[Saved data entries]
_____

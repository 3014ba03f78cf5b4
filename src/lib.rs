//! In-memory sorting algorithms, one module per variant.
//!
//! Every comparison sort exposes `sort` and `sort_by` free functions plus a `SortImpl` type that
//! implements [`Sort`], so callers can pick a variant generically. Counting sort works on integer
//! keys only, see [`counting`].

use std::cmp::Ordering;

macro_rules! sort_impl {
    ($name:expr, stable = $stable:expr, worst_case = $worst_case:ident) => {
        pub struct SortImpl;

        impl $crate::Sort for SortImpl {
            fn name() -> String {
                $name.into()
            }

            fn is_stable() -> bool {
                $stable
            }

            fn worst_case() -> $crate::Complexity {
                $crate::Complexity::$worst_case
            }

            #[inline]
            fn sort<T>(arr: &mut [T])
            where
                T: Ord + Clone,
            {
                sort(arr);
            }

            #[inline]
            fn sort_by<T, F>(arr: &mut [T], compare: F)
            where
                T: Clone,
                F: FnMut(&T, &T) -> Ordering,
            {
                sort_by(arr, compare);
            }
        }
    };
}

pub mod algorithm;
pub mod bubble;
pub mod config;
pub mod counting;
pub mod insertion;
pub mod merge;
pub mod partition;
pub mod quicksort;
pub mod selection;

pub use algorithm::{Algorithm, ParseAlgorithmError};
pub use config::{ConfigError, HybridConfig};
pub use counting::DiscreteKey;

/// Worst-case number of comparisons, as a function of the input length.
#[derive(Copy, Clone, Debug, PartialEq, Eq)]
pub enum Complexity {
    Linear,
    Linearithmic,
    Quadratic,
}

pub trait Sort {
    fn name() -> String;

    /// Whether elements that compare equal keep their relative input order.
    fn is_stable() -> bool;

    fn worst_case() -> Complexity;

    fn sort<T>(arr: &mut [T])
    where
        T: Ord + Clone;

    fn sort_by<T, F>(arr: &mut [T], compare: F)
    where
        T: Clone,
        F: FnMut(&T, &T) -> Ordering;
}

/// Returns the inclusive range `[left, right]` of `v` as a sub-slice.
///
/// `left > right` is the empty-range sentinel and yields an empty slice, as does an empty `v`.
/// Panics if `right` is out of bounds for a non-empty range, same as slice indexing.
pub fn subrange<T>(v: &mut [T], left: usize, right: usize) -> &mut [T] {
    if left > right || v.is_empty() {
        return &mut [];
    }

    &mut v[left..=right]
}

_____

--- THE PROBLEM ---
Which lines in the records above contain the string "that"? Copy each one.

--- SOLVED PROBLEM ---
//! Every comparison sort exposes `sort` and `sort_by` free functions plus a `SortImpl` type that
    /// Whether elements that compare equal keep their relative input order.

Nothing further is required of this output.